De: Pablo Rodríguez Barreiro
La canibalización en el mundo empresarial es un fenómeno que generalmente no es deseable, aunque si es controlado por la empresa puede tener sus ventajas.
El concepto podría hacerse extensivo no sólo a los productos de una empresa, sino a toda una categoría, como luego veremos.
Para explicar la canibalización y los perjuicios que puede causar si no se tiene en cuenta, podemos considerar el ejemplo del Grupo Volkswagen. Aparte de otras marcas más exclusivas, cuenta entre las marcas generalistas con la propia Volkswagen, Seat y Skoda
Esto requiere un cuidadoso posicionamiento de estas tres marcas, normalmente estaría Volkswagen como la marca Premium, Seat con un posicionamiento como marca deportiva, y Skoda sería la marca ¿barata?
Hasta ahí, todo bien. Sin embargo, a fuerza de insistir en que los Skoda tienen calidad Volkswagen, la primera empezó a canibalizar a la segunda. Si el Fabia tenía una calidad similar a la del Polo, o el Octavia era parecido al Passat, pero por un precio inferior ofrecían más equipamiento, ¿por qué comprar la marca más cara?

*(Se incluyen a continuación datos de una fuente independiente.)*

use chrono::{DateTime, Utc};
use log::debug;
use sqlx::{QueryBuilder, SqliteConnection};

use crate::{
    calculation::OrderTotals,
    db_types::{validate_transition, NewOrder, Order, OrderChanged, OrderItem, StatusUpdate, TransitionSource},
    traits::{OrderFlowError, PricedItem},
};

/// Inserts the order and its items, returning `false` in the second tuple slot if an order with this
/// invoice already exists. Not atomic on its own; the caller wraps it in a transaction together with the
/// coupon usage bump.
pub async fn idempotent_insert(
    order: NewOrder,
    totals: OrderTotals,
    items: &[PricedItem],
    conn: &mut SqliteConnection,
) -> Result<(Order, bool), OrderFlowError> {
    if let Some(existing) = fetch_order_by_invoice(&order.invoice, conn).await? {
        return Ok((existing, false));
    }
    let order = insert_order(order, totals, conn).await?;
    for item in items {
        insert_order_item(order.id, item, conn).await?;
    }
    debug!("📝️ Order inserted with id {} for invoice {}", order.id, order.invoice);
    Ok((order, true))
}

async fn insert_order(
    order: NewOrder,
    totals: OrderTotals,
    conn: &mut SqliteConnection,
) -> Result<Order, OrderFlowError> {
    let source = if order.created_by_admin { TransitionSource::Admin } else { TransitionSource::Checkout };
    let now = Utc::now();
    let order = sqlx::query_as(
        r#"
            INSERT INTO orders (
                invoice, user_id, referred_by, seller_id,
                recipient_name, phone, address, city,
                gateway, coupon_code,
                subtotal, discount_amount, tax_amount, delivery_fee, final_amount,
                source, created_by_admin, created_at, updated_at
            ) VALUES ($1, $2, $3, $4, $5, $6, $7, $8, $9, $10, $11, $12, $13, $14, $15, $16, $17, $18, $18)
            RETURNING *;
        "#,
    )
    .bind(order.invoice)
    .bind(order.user_id)
    .bind(order.referred_by)
    .bind(order.seller_id)
    .bind(order.recipient_name)
    .bind(order.phone)
    .bind(order.address)
    .bind(order.city)
    .bind(order.gateway)
    .bind(order.coupon_code)
    .bind(totals.subtotal)
    .bind(totals.discount_amount)
    .bind(totals.tax_amount)
    .bind(totals.delivery_fee)
    .bind(totals.final_amount)
    .bind(source)
    .bind(order.created_by_admin)
    .bind(now)
    .fetch_one(conn)
    .await?;
    Ok(order)
}

async fn insert_order_item(
    order_id: i64,
    item: &PricedItem,
    conn: &mut SqliteConnection,
) -> Result<(), OrderFlowError> {
    sqlx::query(
        r#"
            INSERT INTO order_items (order_id, product_id, quantity, unit_price, line_total)
            VALUES ($1, $2, $3, $4, $5);
        "#,
    )
    .bind(order_id)
    .bind(item.product_id)
    .bind(item.quantity)
    .bind(item.unit_price)
    .bind(item.line_total())
    .execute(conn)
    .await?;
    Ok(())
}

pub async fn fetch_order_by_id(id: i64, conn: &mut SqliteConnection) -> Result<Option<Order>, sqlx::Error> {
    sqlx::query_as("SELECT * FROM orders WHERE id = $1").bind(id).fetch_optional(conn).await
}

pub async fn fetch_order_by_invoice(invoice: &str, conn: &mut SqliteConnection) -> Result<Option<Order>, sqlx::Error> {
    sqlx::query_as("SELECT * FROM orders WHERE invoice = $1").bind(invoice).fetch_optional(conn).await
}

pub async fn fetch_order_items(order_id: i64, conn: &mut SqliteConnection) -> Result<Vec<OrderItem>, sqlx::Error> {
    sqlx::query_as("SELECT * FROM order_items WHERE order_id = $1 ORDER BY id").bind(order_id).fetch_all(conn).await
}

/// Records how many units the stock decrement actually took for this line.
pub async fn record_stock_taken(item_id: i64, taken: i64, conn: &mut SqliteConnection) -> Result<(), sqlx::Error> {
    sqlx::query("UPDATE order_items SET stock_taken = $1 WHERE id = $2")
        .bind(taken)
        .bind(item_id)
        .execute(conn)
        .await?;
    Ok(())
}

/// Applies a status transition inside the caller's transaction.
///
/// Reads the current tuple, validates the proposal, and writes the new tuple together with `source` and
/// `updated_at`. `delivered_at` is set when the order enters `Delivered` and it was not set before; it is
/// never overwritten. Returns `None` when the proposal matches the current tuple exactly.
pub async fn transition_order(
    order_id: i64,
    update: StatusUpdate,
    source: TransitionSource,
    conn: &mut SqliteConnection,
) -> Result<Option<OrderChanged>, OrderFlowError> {
    let order =
        fetch_order_by_id(order_id, conn).await?.ok_or(OrderFlowError::OrderNotFound(order_id))?;
    let new_status = update.status.unwrap_or(order.status);
    let new_payment = update.payment_status.unwrap_or(order.payment_status);
    if new_status == order.status && new_payment == order.payment_status {
        return Ok(None);
    }
    validate_transition(order.status, order.payment_status, new_status, new_payment, source)
        .map_err(OrderFlowError::InvalidTransition)?;
    let now = Utc::now();
    let updated: Order = sqlx::query_as(
        r#"
            UPDATE orders SET
                status = $1,
                payment_status = $2,
                source = $3,
                updated_at = $4,
                delivered_at = CASE
                    WHEN $1 = 'Delivered' AND delivered_at IS NULL THEN $4
                    ELSE delivered_at
                END
            WHERE id = $5 AND status = $6 AND payment_status = $7
            RETURNING *;
        "#,
    )
    .bind(new_status)
    .bind(new_payment)
    .bind(source)
    .bind(now)
    .bind(order_id)
    .bind(order.status)
    .bind(order.payment_status)
    .fetch_optional(&mut *conn)
    .await?
    .ok_or_else(|| {
        OrderFlowError::InvalidTransition(format!("order #{order_id} was modified concurrently. Retry the request."))
    })?;
    Ok(Some(OrderChanged {
        old_status: order.status,
        new_status,
        old_payment_status: order.payment_status,
        new_payment_status: new_payment,
        source,
        order: updated,
    }))
}

/// Orders on a digital gateway whose payment has been pending since before `cutoff`.
pub async fn fetch_expirable_orders(
    cutoff: DateTime<Utc>,
    manual_gateways: &[String],
    conn: &mut SqliteConnection,
) -> Result<Vec<Order>, sqlx::Error> {
    let mut builder = QueryBuilder::new(
        r#"
            SELECT * FROM orders
            WHERE payment_status = 'Pending'
              AND status NOT IN ('Cancelled', 'Delivered')
              AND created_at <
        "#,
    );
    builder.push_bind(cutoff);
    if !manual_gateways.is_empty() {
        builder.push(" AND gateway NOT IN (");
        let mut list = builder.separated(", ");
        for slug in manual_gateways {
            list.push_bind(slug);
        }
        builder.push(")");
    }
    builder.push(" ORDER BY created_at");
    builder.build_query_as().fetch_all(conn).await
}

/// Delivered, paid orders with a seller that have not had their balance released yet.
pub async fn fetch_unreleased_orders(conn: &mut SqliteConnection) -> Result<Vec<Order>, sqlx::Error> {
    sqlx::query_as(
        r#"
            SELECT o.* FROM orders o
            WHERE o.status = 'Delivered'
              AND o.payment_status = 'Paid'
              AND o.seller_id IS NOT NULL
              AND NOT EXISTS (SELECT 1 FROM seller_balance_entries s WHERE s.order_id = o.id)
            ORDER BY o.delivered_at
        "#,
    )
    .fetch_all(conn)
    .await
}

Este mismo problema lo ha padecido General Motors, que posee distintas marcas como Cadillac, Pontiac, Chevrolet, GMC, Opel, etcétera, y que en muchos casos no sólo compiten entre sí, sino que para obtener ahorros de costes, comparten demasiadas cosas, con lo cual unos se parecen a otros. Como consecuencia, las ventas del Pontiac G6, por ejemplo, producen una disminución de las ventas del Chevrolet Malibu.
La misma situación se puede dar en toda una categoría de productos, como sucede en el caso de los Netbooks. Las ventas de estos miniordenadores portátiles, con pantallas de alrededor de 10 pulgadas, están canibalizando las ventas de los portátiles de gama baja.
La canibalización es por tanto un asunto con el que las empresas deben tener un extremo cuidado, ésa es también una de las razones por las que determinadas marcas anuncian que no fabrican para otros.
Si yo sé que puedo comprar un yogur que fabrica Danone bajo la marca Acmé, pero un 30% más barato, posiblemente compre éste último. Pero si no fabrica para otras marcas, si quiero comprar un yogur de la “calidad Danone”, tengo que adquirir dicha marca, no tengo opción.
Hay sin embargo empresas que promueven la canibalización entre sus marcas, para fomentar la competitividad de las mismas y para dominar el mercado a través de múltiples marcas.
Uno de los especialistas en esta estrategia es el gigante empresarial Procter and Gamble, que acapara el mercado a través de sus distintas marcas en diversas líneas de productos. A P&G no le importa, por ejemplo, que HS arrebate clientes a Pantene, lo que le importa es que sus marcas dominen el mercado.